И вот когда на важном совещании утверждался список озер, предназначенных в самую первую очередь быть отданными уткам, выступил один из исследователей, автор оригинальных работ по биологии лебедей и диких гусей. Выступил не для того, чтобы отстаивать лебединые озера — на них, впрочем, никто и не посягал, напротив, он предложил именно здесь организовать утиные хозяйства.
Говорил он медленно, видимо, с некоторым трудом все же, но ясно и отчетливо.
«Это был удар ножом в спину, — с горечью рассказывал мне один из руководителей Комитета по охране природы Литвы. — И что могло толкнуть ученого на предательство… Ведь хозяйственной необходимости в освоении озер нет. Да и какой хозяйственной необходимостью оправдаешь изгнание лебедей?»
Предложение научного работника было единодушно отвергнуто.
Эти примеры взяты из несходных областей. Что же объединяет людей, которые девятнадцать лет подряд насаждали в Сибири ранний сев, а осенью расплачивались миллионами центнеров неуродившейся пшеницы, и человека, пытавшегося пробить себе путь ценой существования лебедей?
Процентомания?! Другого определения не найдешь. Можно сказать, что «процентомания» это и не слово вовсе, а лишь временное, случайное словообразование, как, например, «гигантомания». Пусть — временное словообразование, но как живуче оно. Как оно сильно, несмотря на свою звуковую уродливость.
Вдумаемся в это слово. Можно сказать — «мошенничество» и «мошенник», «преступление» и «преступник», слова позволяют назвать, а значит, и обличить не только само явление, но и виновника его. С процентоманией — иначе. Есть процентомания, а слова «процентоман» — нет. То есть грамматически оно имеет право на существование, но язык его отвергает. Словно позвоночник слова с самого рождения обызвестковался и оно потеряло гибкость. Меломан — существует, а «процентоман»? Такого понятия нет. Но и тут проявляется удивительная пластичность слова, соответствие цели, неосознанно поставленной перед ним. Нет «процентомана» — конкретного носителя зла, и процентомания в нашем воображении предстает как нечто независимое от человеческой воли. У Даля есть слово «процентщик» — человек, живущий на неправедные проценты. В какой-то мере усвоив новое содержание, это слово могло бы вобрать в себя нравственную суть несуществующего «процентомана».

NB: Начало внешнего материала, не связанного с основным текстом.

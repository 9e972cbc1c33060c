//! Application state — single-owner, main-thread only.
//!
//! The feed thread communicates via channels; every mutation happens here,
//! serially, so the last computed stop-out price has exactly one writer.

use std::sync::mpsc::{Receiver, Sender};

use chrono::NaiveDateTime;

use stopline_core::config::IndicatorConfig;
use stopline_core::domain::{net_volume, AccountSnapshot, Bar, Position, SymbolInfo};
use stopline_core::feed::FeedEvent;
use stopline_core::overlay::ChartOverlay;
use stopline_core::stopout::{self, StopOutResult};

use crate::worker::FeedCommand;

/// Bars retained for the chart backdrop.
const MAX_BARS: usize = 600;

/// Which panel is active.
#[derive(Debug, Clone, Copy, PartialEq, Eq)]
pub enum Panel {
    Chart,
    Account,
    Help,
}

impl Panel {
    pub fn index(self) -> usize {
        match self {
            Panel::Chart => 0,
            Panel::Account => 1,
            Panel::Help => 2,
        }
    }

    pub fn from_index(i: usize) -> Option<Self> {
        match i {
            0 => Some(Panel::Chart),
            1 => Some(Panel::Account),
            2 => Some(Panel::Help),
            _ => None,
        }
    }

    pub fn label(self) -> &'static str {
        match self {
            Panel::Chart => "Chart",
            Panel::Account => "Account",
            Panel::Help => "Help",
        }
    }

    pub fn next(self) -> Panel {
        Panel::from_index((self.index() + 1) % 3).unwrap()
    }

    pub fn prev(self) -> Panel {
        Panel::from_index((self.index() + 2) % 3).unwrap()
    }
}

/// Status message severity.
#[derive(Debug, Clone, Copy, PartialEq, Eq)]
pub enum StatusLevel {
    Info,
    Warning,
}

/// Visible slice of the bar history.
///
/// `follow` pins the window to the right edge so new bars scroll in; any
/// manual scroll releases it.
#[derive(Debug, Clone, Copy)]
pub struct Viewport {
    pub first_visible: usize,
    pub visible: usize,
    pub follow: bool,
}

pub const MIN_VISIBLE_BARS: usize = 20;
pub const MAX_VISIBLE_BARS: usize = 400;

impl Default for Viewport {
    fn default() -> Self {
        Self { first_visible: 0, visible: 120, follow: true }
    }
}

impl Viewport {
    fn clamp(&mut self, bar_count: usize) {
        if self.follow {
            self.first_visible = bar_count.saturating_sub(self.visible);
        } else {
            self.first_visible = self.first_visible.min(bar_count.saturating_sub(1));
        }
    }
}

pub struct AppState {
    pub running: bool,
    pub active_panel: Panel,
    pub config: IndicatorConfig,

    // Latest host snapshots (read-only inputs to the calculator).
    pub symbol: Option<SymbolInfo>,
    pub account: Option<AccountSnapshot>,
    pub positions: Vec<Position>,
    pub bars: Vec<Bar>,

    pub viewport: Viewport,
    pub overlay: ChartOverlay,
    pub last_result: StopOutResult,

    pub status_message: Option<(String, StatusLevel)>,
    pub feed_paused: bool,

    pub feed_tx: Sender<FeedCommand>,
    pub feed_rx: Receiver<FeedEvent>,
}

impl AppState {
    pub fn new(
        config: IndicatorConfig,
        feed_tx: Sender<FeedCommand>,
        feed_rx: Receiver<FeedEvent>,
    ) -> Self {
        let overlay = ChartOverlay::new(&config);
        Self {
            running: true,
            active_panel: Panel::Chart,
            config,
            symbol: None,
            account: None,
            positions: Vec::new(),
            bars: Vec::new(),
            viewport: Viewport::default(),
            overlay,
            last_result: StopOutResult::NoPosition,
            status_message: None,
            feed_paused: false,
            feed_tx,
            feed_rx,
        }
    }

    pub fn set_status(&mut self, msg: impl Into<String>) {
        self.status_message = Some((msg.into(), StatusLevel::Info));
    }

    pub fn set_warning(&mut self, msg: impl Into<String>) {
        self.status_message = Some((msg.into(), StatusLevel::Warning));
    }

    /// Ingest one feed event. Both event kinds trigger recomputation, the
    /// same way the original recalculates on new ticks and new bars.
    pub fn handle_feed_event(&mut self, event: FeedEvent) {
        match event {
            FeedEvent::Tick { symbol, account, positions } => {
                self.symbol = Some(symbol);
                self.account = Some(account);
                self.positions = positions;
                self.recompute();
            }
            FeedEvent::Bar(bar) => {
                self.bars.push(bar);
                if self.bars.len() > MAX_BARS {
                    let drop = self.bars.len() - MAX_BARS;
                    self.bars.drain(..drop);
                    if !self.viewport.follow {
                        self.viewport.first_visible =
                            self.viewport.first_visible.saturating_sub(drop);
                    }
                }
                self.viewport.clamp(self.bars.len());
                self.reanchor_label();
                self.recompute();
            }
        }
    }

    /// Run the calculator against the latest snapshots and apply the result
    /// to the overlay. The timer path and the event path both land here.
    pub fn recompute(&mut self) {
        let (Some(symbol), Some(account)) = (&self.symbol, &self.account) else {
            return;
        };
        let result = stopout::compute(account, &self.positions, symbol);
        self.last_result = result;
        let anchor = self.anchor_time();
        self.overlay.apply(result, symbol, anchor);
    }

    /// Open time of the leftmost visible bar, clamped into range.
    pub fn anchor_time(&self) -> Option<NaiveDateTime> {
        if self.bars.is_empty() {
            return None;
        }
        let idx = self.viewport.first_visible.min(self.bars.len() - 1);
        Some(self.bars[idx].open_time)
    }

    fn reanchor_label(&mut self) {
        if let Some(anchor) = self.anchor_time() {
            self.overlay.reanchor(anchor);
        }
    }

    /// Net volume on the charted symbol, for the account panel.
    pub fn net_volume(&self) -> f64 {
        match &self.symbol {
            Some(symbol) => net_volume(&self.positions, &symbol.name),
            None => 0.0,
        }
    }

    // Viewport commands (chart panel keys). Scrolling and zooming reanchor
    // the label, mirroring the scroll/zoom callbacks of the original.

    pub fn scroll_left(&mut self, step: usize) {
        self.viewport.follow = false;
        self.viewport.first_visible = self.viewport.first_visible.saturating_sub(step);
        self.reanchor_label();
    }

    pub fn scroll_right(&mut self, step: usize) {
        let max_first = self.bars.len().saturating_sub(self.viewport.visible);
        self.viewport.first_visible = (self.viewport.first_visible + step).min(max_first);
        if self.viewport.first_visible == max_first {
            self.viewport.follow = true;
        }
        self.reanchor_label();
    }

    pub fn zoom_in(&mut self) {
        self.viewport.visible = (self.viewport.visible / 2).max(MIN_VISIBLE_BARS);
        self.viewport.clamp(self.bars.len());
        self.reanchor_label();
    }

    pub fn zoom_out(&mut self) {
        self.viewport.visible = (self.viewport.visible * 2).min(MAX_VISIBLE_BARS);
        self.viewport.clamp(self.bars.len());
        self.reanchor_label();
    }

    pub fn jump_to_latest(&mut self) {
        self.viewport.follow = true;
        self.viewport.clamp(self.bars.len());
        self.reanchor_label();
    }

    /// Shift+S: toggle line/label visibility without touching the value.
    pub fn toggle_line_visibility(&mut self) {
        self.overlay.toggle_hidden();
        if self.overlay.line().is_some() {
            if self.overlay.is_hidden() {
                self.set_status("Stop-out line hidden (Shift+S to show)");
            } else {
                self.set_status("Stop-out line shown");
            }
        }
    }

    pub fn toggle_feed_paused(&mut self) {
        self.feed_paused = !self.feed_paused;
        let _ = self.feed_tx.send(FeedCommand::SetPaused(self.feed_paused));
        if self.feed_paused {
            self.set_warning("Feed paused");
        } else {
            self.set_status("Feed resumed");
        }
    }
}

#[cfg(test)]
mod tests {
    use super::*;
    use crate::test_helpers::{test_app, tick_event};
    use chrono::NaiveDate;

    fn t(secs: u32) -> NaiveDateTime {
        NaiveDate::from_ymd_opt(2025, 6, 2)
            .unwrap()
            .and_hms_opt(9, 30, secs)
            .unwrap()
    }

    #[test]
    fn panel_cycle_wraps() {
        assert_eq!(Panel::Chart.next(), Panel::Account);
        assert_eq!(Panel::Help.next(), Panel::Chart);
        assert_eq!(Panel::Chart.prev(), Panel::Help);
    }

    #[test]
    fn tick_event_updates_snapshots_and_result() {
        let mut app = test_app();
        app.handle_feed_event(FeedEvent::Bar(Bar::opening(t(0), 1.0865)));
        app.handle_feed_event(tick_event());

        assert!(app.symbol.is_some());
        assert!(app.account.is_some());
        assert!(app.last_result.price().is_some());
        assert_eq!(app.overlay.price(), app.last_result.price());
    }

    #[test]
    fn recompute_without_snapshots_is_noop() {
        let mut app = test_app();
        app.recompute();
        assert_eq!(app.last_result, StopOutResult::NoPosition);
        assert!(app.overlay.line().is_none());
    }

    #[test]
    fn bar_history_is_capped() {
        let mut app = test_app();
        for i in 0..(MAX_BARS + 50) {
            app.handle_feed_event(FeedEvent::Bar(Bar::opening(t((i % 60) as u32), 1.0865)));
        }
        assert_eq!(app.bars.len(), MAX_BARS);
    }

    #[test]
    fn follow_viewport_tracks_right_edge() {
        let mut app = test_app();
        app.viewport.visible = 50;
        for i in 0..200u32 {
            app.handle_feed_event(FeedEvent::Bar(Bar::opening(t(i % 60), 1.0865)));
        }
        assert_eq!(app.viewport.first_visible, 150);
    }

    #[test]
    fn scroll_left_releases_follow_and_scroll_right_restores_it() {
        let mut app = test_app();
        app.viewport.visible = 50;
        for i in 0..200u32 {
            app.handle_feed_event(FeedEvent::Bar(Bar::opening(t(i % 60), 1.0865)));
        }

        app.scroll_left(30);
        assert!(!app.viewport.follow);
        assert_eq!(app.viewport.first_visible, 120);

        app.scroll_right(100);
        assert!(app.viewport.follow);
        assert_eq!(app.viewport.first_visible, 150);
    }

    #[test]
    fn zoom_bounds_are_enforced() {
        let mut app = test_app();
        for _ in 0..6 {
            app.zoom_in();
        }
        assert_eq!(app.viewport.visible, MIN_VISIBLE_BARS);
        for _ in 0..8 {
            app.zoom_out();
        }
        assert_eq!(app.viewport.visible, MAX_VISIBLE_BARS);
    }

    #[test]
    fn scrolling_reanchors_label() {
        let mut app = test_app();
        for i in 0..100u32 {
            app.handle_feed_event(FeedEvent::Bar(Bar::opening(t(i % 60), 1.0865)));
        }
        app.viewport.visible = 50;
        app.jump_to_latest();
        app.handle_feed_event(tick_event());
        let before = app.overlay.label().unwrap().anchor;

        app.scroll_left(20);
        let after = app.overlay.label().unwrap().anchor;
        assert_ne!(before, after);
        assert_eq!(after, app.anchor_time().unwrap());
    }

    #[test]
    fn visibility_toggle_preserves_computed_price() {
        let mut app = test_app();
        app.handle_feed_event(FeedEvent::Bar(Bar::opening(t(0), 1.0865)));
        app.handle_feed_event(tick_event());
        let price = app.overlay.price();

        app.toggle_line_visibility();
        assert!(app.overlay.is_hidden());
        assert_eq!(app.overlay.price(), price);

        app.toggle_line_visibility();
        assert!(!app.overlay.is_hidden());
    }
}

Если слова «преступление» и «преступник» обличают виновника зла, то «процентомания» отводит удар; это слово — защитник, путающий следы. Именно уродливая его грамматическая неполнота помогает выполнять вредные народу, но полезные карьеристу функции, победить в борьбе за существование старые, слишком откровенные слова. В языке, как и вообще в жизни, вовсе не всегда красота побеждает уродство; но утверждение уродливых языковых мутантов по большей части недолговечно. Для языка возникновение слов-времянок отчасти полезно, поскольку оно позволяет не разменивать основное понятие для преходящих потребностей.
Пушкин писал о горестной участи, ожидающей писателей, пекущихся более о наружных формах слова, «нежели о мысли, истинной жизни его, не зависящей от употребления».
Вероятно, это и было и навсегда останется одной из главнейших задач литературы — освобождать мысль слова от уродливых наростов.
В книге одного из современных писателей нарисована такая картинка: красивая и обаятельная женщина, шагая рядом со своим самодовольным мужем — человеком ниже ее ростом и нравственно ничтожным, — невольно чуть подгибает колени, склоняет голову, как бы сжимается.
Слово, подобно женщине, насильственно, а не по любви связанное с другими недостойными его словами, сжимается, уродуется. В одной стихотворной книжке напечатано: «Добро рассчитано на добрых. Для добрых не жалей добра. А черствого ударь по ребрам! Он будет мягче без ребра».
Слово «добро» в этом стихе расшатано в самой основе, почти убито; и происходит это убийство не где-нибудь, а в поэзии — главной твердыне слова. Огромный талант и труд нужны, чтобы выпрямить его и вернуть ему прежнюю мысль.
Но ведь должен человек защищать правое дело, и не то что кулаками, а и оружием, стоять насмерть. Это так, однако к чему воинскую доблесть, ненависть к врагу втискивать в великое, однако же не всеобъемлющее слово «добро»? Язык создал сложную и совершеннейшую систему нравственных понятий. Сила их именно в отграниченности. Вместить «в единое слово» весь мир чувств немыслимо. Совершенно освобожденные от примесей — слова объясняют мир; насильно загрязненные и разбавленные другими понятиями — они его лишь искажают.